In brief

  • In a unanimous decision, the High Court has held the internet service provider iiNet not liable for acts of copyright infringement committed by users of its service. 
  • The High Court found that iiNet did not have the technical power to prevent the infringements taking place on its networks, as it did not control the BitTorrent system of file sharing. 
  • iiNet did have indirect power to prevent the infringements using contractual rights established in its terms and conditions, although the High Court found that iiNet’s failure to enforce these rights on the basis of the notices provided by AFACT was not unreasonable.
  • While the decision is a win for iiNet, the High Court emphasised that the test for authorisation is largely a question of fact, and left open the possibility that ISPs could be held liable for the copyright infringing activities of their customers in other circumstances.
  • The decision will not provide much comfort for other players in the online space, such as content aggregators like YouTube or Google Video, where those entities have the technical power to prevent the copyright infringing activities of their users.


The appeal was brought by 34 Australian and US film studios and associated entities against the Full Federal Court’s decision in favour of iiNet in 2011.

At issue in the appeal was whether, by failing to take action once put on notice of the copyright infringing activities of users of its service, iiNet was itself liable for copyright infringement.
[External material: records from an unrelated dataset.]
use crate::error::CoreError;
use serde::{Deserialize, Serialize};
use std::fmt::{Display, Write};

/// Number of random bytes behind a short code.
pub const CODE_BYTES: usize = 3;

/// Length of the hex-encoded short code.
pub const CODE_LENGTH: usize = CODE_BYTES * 2;

/// A validated short code identifier for a shortened URL.
///
/// Short codes are exactly six lowercase hexadecimal characters,
/// i.e. three bytes rendered as hex.
#[derive(Clone, Debug, PartialEq, Eq, Hash, Serialize, Deserialize)]
#[serde(try_from = "String", into = "String")]
pub struct ShortCode(String);

impl ShortCode {
    /// Creates a new `ShortCode` after validating the input.
    pub fn new(code: impl Into<String>) -> Result<Self, CoreError> {
        let code = code.into();
        Self::validate(&code)?;
        Ok(Self(code))
    }

    /// Encodes raw bytes as a lowercase hex short code.
    pub fn from_bytes(bytes: [u8; CODE_BYTES]) -> Self {
        let mut code = String::with_capacity(CODE_LENGTH);
        for byte in bytes {
            // writing into a String cannot fail
            let _ = write!(code, "{byte:02x}");
        }
        Self(code)
    }

    /// Generates the full shortened URL based on the provided base URL.
    pub fn to_url(&self, base_url: &str) -> String {
        format!("{}/{}", base_url.trim_end_matches('/'), self.0)
    }

    /// Returns the short code as a string slice.
    pub fn as_str(&self) -> &str {
        &self.0
    }

    fn validate(code: &str) -> Result<(), CoreError> {
        if code.len() != CODE_LENGTH {
            return Err(CoreError::InvalidShortCode(format!(
                "length must be {}, got {}",
                CODE_LENGTH,
                code.len()
            )));
        }

        if !code
            .chars()
            .all(|c| c.is_ascii_digit() || ('a'..='f').contains(&c))
        {
            return Err(CoreError::InvalidShortCode(format!(
                "must contain only lowercase hexadecimal characters: '{}'",
                code
            )));
        }

        Ok(())
    }
}

impl TryFrom<String> for ShortCode {
    type Error = CoreError;

    fn try_from(value: String) -> Result<Self, Self::Error> {
        Self::new(value)
    }
}

impl From<ShortCode> for String {
    fn from(value: ShortCode) -> Self {
        value.0
    }
}

impl Display for ShortCode {
    fn fmt(&self, f: &mut std::fmt::Formatter<'_>) -> std::fmt::Result {
        f.write_str(&self.0)
    }
}

#[cfg(test)]
mod tests {
    use super::*;

    #[test]
    fn valid_codes() {
        assert!(ShortCode::new("000000").is_ok());
        assert!(ShortCode::new("ab12cd").is_ok());
        assert!(ShortCode::new("ffffff").is_ok());
    }

    #[test]
    fn wrong_length() {
        assert!(ShortCode::new("").is_err());
        assert!(ShortCode::new("abc").is_err());
        assert!(ShortCode::new("abcdef0").is_err());
    }

    #[test]
    fn invalid_characters() {
        assert!(ShortCode::new("ABCDEF").is_err());
        assert!(ShortCode::new("abcdeg").is_err());
        assert!(ShortCode::new("ab/cde").is_err());
    }

    #[test]
    fn from_bytes_is_lowercase_hex() {
        assert_eq!(ShortCode::from_bytes([0xab, 0x12, 0xcd]).as_str(), "ab12cd");
        assert_eq!(ShortCode::from_bytes([0, 0, 0]).as_str(), "000000");
        assert_eq!(ShortCode::from_bytes([0xff, 0x0f, 0xa0]).as_str(), "ff0fa0");
    }

    #[test]
    fn to_url() {
        let code = ShortCode::new("ab12cd").unwrap();
        assert_eq!(code.to_url("https://short.ly/"), "https://short.ly/ab12cd");
        assert_eq!(code.to_url("https://short.ly"), "https://short.ly/ab12cd");
    }

    #[test]
    fn deserialize_validates() {
        let code: ShortCode = serde_json::from_str("\"ab12cd\"").unwrap();
        assert_eq!(code.as_str(), "ab12cd");
        assert!(serde_json::from_str::<ShortCode>("\"nope\"").is_err());
    }
}
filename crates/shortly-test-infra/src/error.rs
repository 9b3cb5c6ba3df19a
use std::result::Result as StdResult;
use thiserror::Error;

/// Errors that can occur when working with test infrastructure containers.
#[derive(Debug, Error)]
pub enum TestInfraError {
    #[error("Container error: {0}")]
    Container(#[from] testcontainers::TestcontainersError),
}

/// A type alias for `Result` with `TestInfraError`.
pub type Result<T> = StdResult<T, TestInfraError>;
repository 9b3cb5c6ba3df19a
use crate::Generator;
use shortly_core::ShortCode;
use std::sync::atomic::{AtomicU32, Ordering};

const CODE_SPACE_MASK: u32 = 0x00FF_FFFF;

/// A deterministic generator that counts through the code space.
///
/// This generator produces sequential codes like "000000", "000001", etc.
/// and wraps around after "ffffff". It is meant for tests and local runs
/// where predictable codes are useful; production deployments should use
/// [`RandomHexGenerator`](crate::RandomHexGenerator).
#[derive(Debug)]
pub struct SeqGenerator {
    counter: AtomicU32,
}

impl Clone for SeqGenerator {
    fn clone(&self) -> Self {
        Self {
            counter: AtomicU32::new(self.counter.load(Ordering::SeqCst)),
        }
    }
}

impl SeqGenerator {
    /// Creates a generator starting at "000000".
    pub fn new() -> Self {
        Self::with_offset(0)
    }

    /// Creates a generator starting from a specific counter value.
    pub fn with_offset(offset: u32) -> Self {
        Self {
            counter: AtomicU32::new(offset & CODE_SPACE_MASK),
        }
    }
}

impl Default for SeqGenerator {
    fn default() -> Self {
        Self::new()
    }
}

impl Generator for SeqGenerator {
    type Output = ShortCode;

    fn generate(&self) -> Self::Output {
        let count = self.counter.fetch_add(1, Ordering::SeqCst) & CODE_SPACE_MASK;
        let [_, hi, mid, lo] = count.to_be_bytes();
        ShortCode::from_bytes([hi, mid, lo])
    }
}

#[cfg(test)]
mod tests {
    use super::*;

    #[test]
    fn produces_sequential_codes() {
        let generator = SeqGenerator::new();

        assert_eq!(generator.generate().as_str(), "000000");
        assert_eq!(generator.generate().as_str(), "000001");
        assert_eq!(generator.generate().as_str(), "000002");
    }

    #[test]
    fn with_offset() {
        let generator = SeqGenerator::with_offset(0xab12cd);

        assert_eq!(generator.generate().as_str(), "ab12cd");
        assert_eq!(generator.generate().as_str(), "ab12ce");
    }

    #[test]
    fn wraps_at_end_of_code_space() {
        let generator = SeqGenerator::with_offset(0xffffff);

        assert_eq!(generator.generate().as_str(), "ffffff");
        assert_eq!(generator.generate().as_str(), "000000");
    }

    #[test]
    fn clone_preserves_counter_state() {
        let generator = SeqGenerator::new();
        generator.generate();
        generator.generate();

        let cloned = generator.clone();

        assert_eq!(generator.generate().as_str(), "000002");
        assert_eq!(cloned.generate().as_str(), "000002");
    }
}
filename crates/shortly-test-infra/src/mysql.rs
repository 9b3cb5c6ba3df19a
use crate::Result;
use testcontainers::core::{IntoContainerPort, WaitFor};
use testcontainers::runners::AsyncRunner;
use testcontainers::ImageExt;
use testcontainers::{ContainerAsync, GenericImage};
use typed_builder::TypedBuilder;

const MYSQL_PORT: u16 = 3306;

#[derive(Debug, Clone, TypedBuilder)]
pub struct MysqlConfig {
    #[builder(default = "8.4".to_string(), setter(into))]
    image_tag: String,
    #[builder(default = "shortly".to_string(), setter(into))]
    database: String,
    #[builder(default = "shortly".to_string(), setter(into))]
    username: String,
    #[builder(default = "shortly".to_string(), setter(into))]
    password: String,
}

/// A throwaway MySQL server running in a container.
///
/// The container is removed when this value is dropped.
pub struct MySqlServer {
    container: ContainerAsync<GenericImage>,
    config: MysqlConfig,
}

impl MySqlServer {
    /// Starts the container and waits until the server accepts connections.
    pub async fn start(config: MysqlConfig) -> Result<Self> {
        let container = GenericImage::new("mysql", &config.image_tag)
            .with_exposed_port(MYSQL_PORT.tcp())
            .with_wait_for(WaitFor::message_on_stderr("ready for connections"))
            .with_env_var("MYSQL_DATABASE", config.database.as_str())
            .with_env_var("MYSQL_USER", config.username.as_str())
            .with_env_var("MYSQL_PASSWORD", config.password.as_str())
            .with_env_var("MYSQL_ROOT_PASSWORD", "root")
            .start()
            .await?;

        Ok(Self { container, config })
    }

    /// Connection string for the test database, e.g. `mysql://u:p@127.0.0.1:32768/db`.
    pub async fn dsn(&self) -> Result<String> {
        let host = self.container.get_host().await?;
        let port = self.container.get_host_port_ipv4(MYSQL_PORT).await?;
        Ok(format!(
            "mysql://{}:{}@{}:{}/{}",
            self.config.username, self.config.password, host, port, self.config.database
        ))
    }
}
Under the Copyright Act, the authorisation of copyright infringement by others constitutes copyright infringement in its own right.

The primary acts of copyright infringement in this case occurred when iiNet’s users unlawfully accessed copies of films using the BitTorrent system of file sharing. The BitTorrent system allows a ‘swarm’ of ‘peers’ to share small pieces of .torrent files which, assembled together, make a complete file.  

Previously in the litigation it had been established that iiNet knew that about half of all the traffic on its service was via the BitTorrent system of file sharing and that a substantial proportion of BitTorrent traffic involved copyright infringement. iiNet also accepted that the ‘overwhelming majority’ of infringements shown in the notices received by iiNet from the Australian Federation Against Copyright Theft (AFACT) involved 100% of the film being copied by the iiNet user and made available online.

Authorisation liability

Section 101(1A) of the Copyright Act provides that at least the following matters are relevant to determining whether a person is liable for copyright infringement by authorisation:

  • the person’s power to prevent the infringement, and the extent of that power to prevent,
  • the nature of any relationship existing between the person and the infringer, and
  • whether the person took any other reasonable steps to prevent the infringement, including by complying with relevant industry codes.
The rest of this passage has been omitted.